_Task prompt:_ From the first line of the records through the line containing "use crate::crypto::SecureRng;", retype every line exactly and nothing else.
----
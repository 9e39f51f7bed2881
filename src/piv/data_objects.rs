//! PIV data objects
//!
//! The Cardholder Unique Identifier (CHUID) and Card Capability Container
//! (CCC) with their fixed encodings from NIST SP 800-73-4, Appendix A.
//! Both objects start empty, are filled with an operator- or
//! randomly-chosen identifier, and encode into the `53` data container.

use zeroize::{Zeroize, ZeroizeOnDrop};

use crate::crypto::SecureRng;
use crate::tlv::{StringEncoding, TLVError, TLVReader, TLVWriter};

/// Outer tag wrapping every stored data object
pub const DATA_CONTAINER_TAG: u32 = 0x53;

/// FASC-N for a non-federal issuer
/// (S9999F9999F999999F0F1F0000000000300001E in BCD with parity)
pub const FASC_N: [u8; 25] = [
    0xD4, 0xE7, 0x39, 0xDA, 0x73, 0x9C, 0xED, 0x39, 0xCE, 0x73, 0x9D, 0x83, 0x68, 0x58, 0x21,
    0x08, 0x42, 0x10, 0x84, 0x21, 0xC8, 0x42, 0x10, 0xC3, 0xEB,
];

/// Fixed CHUID expiration date
pub const EXPIRATION_DATE: &str = "20300101";

/// GSC-IS registered application identifier prefixing the CCC card
/// identifier (RID + manufacturer 0xFF + card type javaCard)
pub const GSC_RID: [u8; 7] = [0xA0, 0x00, 0x00, 0x01, 0x16, 0xFF, 0x02];

// CHUID member tags
const TAG_FASC_N: u32 = 0x30;
const TAG_GUID: u32 = 0x34;
const TAG_EXPIRATION: u32 = 0x35;
const TAG_ISSUER_SIGNATURE: u32 = 0x3E;
const TAG_LRC: u32 = 0xFE;

// CCC member tags, in container order
const TAG_CARD_IDENTIFIER: u32 = 0xF0;
const TAG_CONTAINER_VERSION: u32 = 0xF1;
const TAG_GRAMMAR_VERSION: u32 = 0xF2;
const TAG_APPS_URL: u32 = 0xF3;
const TAG_PKCS15_VERSION: u32 = 0xF4;
const TAG_DATA_MODEL: u32 = 0xF5;
const CCC_EMPTY_TAGS: [u32; 7] = [0xF6, 0xF7, 0xFA, 0xFB, 0xFC, 0xFD, 0xFE];

/// Common surface of the stored PIV data objects
pub trait PIVDataObject {
    /// True until the mutable identifier has been set
    fn is_empty(&self) -> bool;

    /// Tag the object is stored under
    fn data_tag(&self) -> u32;

    /// Tag assigned to this object by the PIV data model
    fn defined_data_tag(&self) -> u32;

    /// Relocate the object to an alternate tag
    ///
    /// Alternate tags must lie in 0x005F0000-0x005FFFFF outside the
    /// defined PIV and Yubico vendor ranges, or equal the defined tag.
    fn set_data_tag(&mut self, tag: u32) -> Result<(), TLVError>;

    /// Serialize the object into its `53` container
    fn encode(&self) -> Result<Vec<u8>, TLVError>;

    /// Replace the object's contents from an encoded container
    ///
    /// Every fixed field is verified exactly; on any deviation the object
    /// is left empty and `false` is returned.
    fn try_decode(&mut self, data: &[u8]) -> bool;
}

/// Validate an alternate storage tag
fn validate_data_tag(tag: u32, defined_tag: u32) -> Result<(), TLVError> {
    if tag == defined_tag {
        return Ok(());
    }
    if !(0x005F_0000..=0x005F_FFFF).contains(&tag) {
        return Err(TLVError::InvalidDataTag);
    }
    // Defined PIV objects and the Yubico vendor range are not assignable
    if (0x005F_C101..=0x005F_C123).contains(&tag) {
        return Err(TLVError::InvalidDataTag);
    }
    if (0x005F_FF00..=0x005F_FF15).contains(&tag) {
        return Err(TLVError::InvalidDataTag);
    }
    Ok(())
}

/// Cardholder Unique Identifier
///
/// Carries the fixed FASC-N and expiration date plus a 16-byte GUID; the
/// issuer signature and LRC are always empty. The GUID is zeroized on
/// drop.
#[derive(Debug, Clone, Zeroize, ZeroizeOnDrop)]
pub struct CHUID {
    data_tag: u32,
    guid: Option<[u8; Self::GUID_LEN]>,
}

impl CHUID {
    /// Tag assigned to the CHUID by the PIV data model
    pub const DEFINED_DATA_TAG: u32 = 0x005F_C102;

    /// GUID size in bytes
    pub const GUID_LEN: usize = 16;

    /// Create an empty CHUID stored under its defined tag
    pub fn new() -> Self {
        Self {
            data_tag: Self::DEFINED_DATA_TAG,
            guid: None,
        }
    }

    /// Current GUID, if one has been set
    pub fn guid(&self) -> Option<&[u8]> {
        self.guid.as_ref().map(|g| g.as_slice())
    }

    /// Set the GUID; must be exactly 16 bytes
    pub fn set_guid(&mut self, guid: &[u8]) -> Result<(), TLVError> {
        if guid.len() != Self::GUID_LEN {
            return Err(TLVError::UnexpectedEncoding);
        }
        let mut value = [0u8; Self::GUID_LEN];
        value.copy_from_slice(guid);
        self.guid = Some(value);
        Ok(())
    }

    /// Fill the GUID from the given RNG
    pub fn set_random_guid(&mut self, rng: &mut dyn SecureRng) {
        let mut value = [0u8; Self::GUID_LEN];
        rng.fill_bytes(&mut value);
        self.guid = Some(value);
    }

    fn decode_guid(data: &[u8]) -> Result<[u8; Self::GUID_LEN], TLVError> {
        let mut outer = TLVReader::new(data);
        let mut chuid = outer.read_nested(DATA_CONTAINER_TAG)?;

        let fascn = chuid.read_value(TAG_FASC_N)?;
        if fascn != FASC_N {
            return Err(TLVError::UnexpectedEncoding);
        }

        let guid = chuid.read_value(TAG_GUID)?;
        if guid.len() != Self::GUID_LEN {
            return Err(TLVError::UnexpectedEncoding);
        }

        let expiration = chuid.read_string(TAG_EXPIRATION, StringEncoding::Ascii)?;
        if expiration != EXPIRATION_DATE {
            return Err(TLVError::UnexpectedEncoding);
        }

        if !chuid.read_value(TAG_ISSUER_SIGNATURE)?.is_empty() {
            return Err(TLVError::UnexpectedEncoding);
        }
        if !chuid.read_value(TAG_LRC)?.is_empty() {
            return Err(TLVError::UnexpectedEncoding);
        }
        if chuid.has_data() || outer.has_data() {
            return Err(TLVError::UnexpectedEncoding);
        }

        let mut value = [0u8; Self::GUID_LEN];
        value.copy_from_slice(guid);
        Ok(value)
    }
}

impl Default for CHUID {
    fn default() -> Self {
        Self::new()
    }
}

impl PIVDataObject for CHUID {
    fn is_empty(&self) -> bool {
        self.guid.is_none()
    }

    fn data_tag(&self) -> u32 {
        self.data_tag
    }

    fn defined_data_tag(&self) -> u32 {
        Self::DEFINED_DATA_TAG
    }

    fn set_data_tag(&mut self, tag: u32) -> Result<(), TLVError> {
        validate_data_tag(tag, Self::DEFINED_DATA_TAG)?;
        self.data_tag = tag;
        Ok(())
    }

    fn encode(&self) -> Result<Vec<u8>, TLVError> {
        let guid = match &self.guid {
            Some(guid) => guid,
            None => return Ok(vec![0x53, 0x00]),
        };

        let mut writer = TLVWriter::new();
        let mut chuid = writer.nested(DATA_CONTAINER_TAG)?;
        chuid.write_value(TAG_FASC_N, &FASC_N)?;
        chuid.write_value(TAG_GUID, guid)?;
        chuid.write_string(TAG_EXPIRATION, EXPIRATION_DATE, StringEncoding::Ascii)?;
        chuid.write_value(TAG_ISSUER_SIGNATURE, &[])?;
        chuid.write_value(TAG_LRC, &[])?;
        chuid.close()?;
        writer.encode()
    }

    fn try_decode(&mut self, data: &[u8]) -> bool {
        match Self::decode_guid(data) {
            Ok(guid) => {
                self.guid = Some(guid);
                true
            }
            Err(_) => {
                self.guid = None;
                false
            }
        }
    }
}

/// Card Capability Container
///
/// A fixed capability grammar around a 14-byte card identifier. The
/// identifier is zeroized on drop.
#[derive(Debug, Clone, Zeroize, ZeroizeOnDrop)]
pub struct CCC {
    data_tag: u32,
    card_id: Option<[u8; Self::CARD_ID_LEN]>,
}

impl CCC {
    /// Tag assigned to the CCC by the PIV data model
    pub const DEFINED_DATA_TAG: u32 = 0x005F_C107;

    /// Card identifier size in bytes
    pub const CARD_ID_LEN: usize = 14;

    /// Create an empty CCC stored under its defined tag
    pub fn new() -> Self {
        Self {
            data_tag: Self::DEFINED_DATA_TAG,
            card_id: None,
        }
    }

    /// Current card identifier, if one has been set
    pub fn card_id(&self) -> Option<&[u8]> {
        self.card_id.as_ref().map(|id| id.as_slice())
    }

    /// Set the card identifier; must be exactly 14 bytes
    pub fn set_card_id(&mut self, card_id: &[u8]) -> Result<(), TLVError> {
        if card_id.len() != Self::CARD_ID_LEN {
            return Err(TLVError::UnexpectedEncoding);
        }
        let mut value = [0u8; Self::CARD_ID_LEN];
        value.copy_from_slice(card_id);
        self.card_id = Some(value);
        Ok(())
    }

    /// Fill the card identifier from the given RNG
    pub fn set_random_card_id(&mut self, rng: &mut dyn SecureRng) {
        let mut value = [0u8; Self::CARD_ID_LEN];
        rng.fill_bytes(&mut value);
        self.card_id = Some(value);
    }

    fn decode_card_id(data: &[u8]) -> Result<[u8; Self::CARD_ID_LEN], TLVError> {
        let mut outer = TLVReader::new(data);
        let mut ccc = outer.read_nested(DATA_CONTAINER_TAG)?;

        let identifier = ccc.read_value(TAG_CARD_IDENTIFIER)?;
        if identifier.len() != GSC_RID.len() + Self::CARD_ID_LEN
            || identifier[..GSC_RID.len()] != GSC_RID
        {
            return Err(TLVError::UnexpectedEncoding);
        }

        if ccc.read_byte(TAG_CONTAINER_VERSION)? != 0x21 {
            return Err(TLVError::UnexpectedEncoding);
        }
        if ccc.read_byte(TAG_GRAMMAR_VERSION)? != 0x21 {
            return Err(TLVError::UnexpectedEncoding);
        }
        if !ccc.read_value(TAG_APPS_URL)?.is_empty() {
            return Err(TLVError::UnexpectedEncoding);
        }
        if ccc.read_byte(TAG_PKCS15_VERSION)? != 0x00 {
            return Err(TLVError::UnexpectedEncoding);
        }
        if ccc.read_byte(TAG_DATA_MODEL)? != 0x10 {
            return Err(TLVError::UnexpectedEncoding);
        }
        for tag in CCC_EMPTY_TAGS {
            if !ccc.read_value(tag)?.is_empty() {
                return Err(TLVError::UnexpectedEncoding);
            }
        }
        if ccc.has_data() || outer.has_data() {
            return Err(TLVError::UnexpectedEncoding);
        }

        let mut value = [0u8; Self::CARD_ID_LEN];
        value.copy_from_slice(&identifier[GSC_RID.len()..]);
        Ok(value)
    }
}

impl Default for CCC {
    fn default() -> Self {
        Self::new()
    }
}

impl PIVDataObject for CCC {
    fn is_empty(&self) -> bool {
        self.card_id.is_none()
    }

    fn data_tag(&self) -> u32 {
        self.data_tag
    }

    fn defined_data_tag(&self) -> u32 {
        Self::DEFINED_DATA_TAG
    }

    fn set_data_tag(&mut self, tag: u32) -> Result<(), TLVError> {
        validate_data_tag(tag, Self::DEFINED_DATA_TAG)?;
        self.data_tag = tag;
        Ok(())
    }

    fn encode(&self) -> Result<Vec<u8>, TLVError> {
        let card_id = match &self.card_id {
            Some(card_id) => card_id,
            None => return Ok(vec![0x53, 0x00]),
        };

        let mut identifier = [0u8; GSC_RID.len() + Self::CARD_ID_LEN];
        identifier[..GSC_RID.len()].copy_from_slice(&GSC_RID);
        identifier[GSC_RID.len()..].copy_from_slice(card_id);

        let mut writer = TLVWriter::new();
        let mut ccc = writer.nested(DATA_CONTAINER_TAG)?;
        ccc.write_value(TAG_CARD_IDENTIFIER, &identifier)?;
        ccc.write_byte(TAG_CONTAINER_VERSION, 0x21)?;
        ccc.write_byte(TAG_GRAMMAR_VERSION, 0x21)?;
        ccc.write_value(TAG_APPS_URL, &[])?;
        ccc.write_byte(TAG_PKCS15_VERSION, 0x00)?;
        ccc.write_byte(TAG_DATA_MODEL, 0x10)?;
        for tag in CCC_EMPTY_TAGS {
            ccc.write_value(tag, &[])?;
        }
        ccc.close()?;
        let encoded = writer.encode();
        identifier.zeroize();
        encoded
    }

    fn try_decode(&mut self, data: &[u8]) -> bool {
        match Self::decode_card_id(data) {
            Ok(card_id) => {
                self.card_id = Some(card_id);
                true
            }
            Err(_) => {
                self.card_id = None;
                false
            }
        }
    }
}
----
_Answer to this task:_
repository 9e39f51f7bed2881
filename src/piv/data_objects.rs
//! PIV data objects
//!
//! The Cardholder Unique Identifier (CHUID) and Card Capability Container
//! (CCC) with their fixed encodings from NIST SP 800-73-4, Appendix A.
//! Both objects start empty, are filled with an operator- or
//! randomly-chosen identifier, and encode into the `53` data container.

use zeroize::{Zeroize, ZeroizeOnDrop};

use crate::crypto::SecureRng;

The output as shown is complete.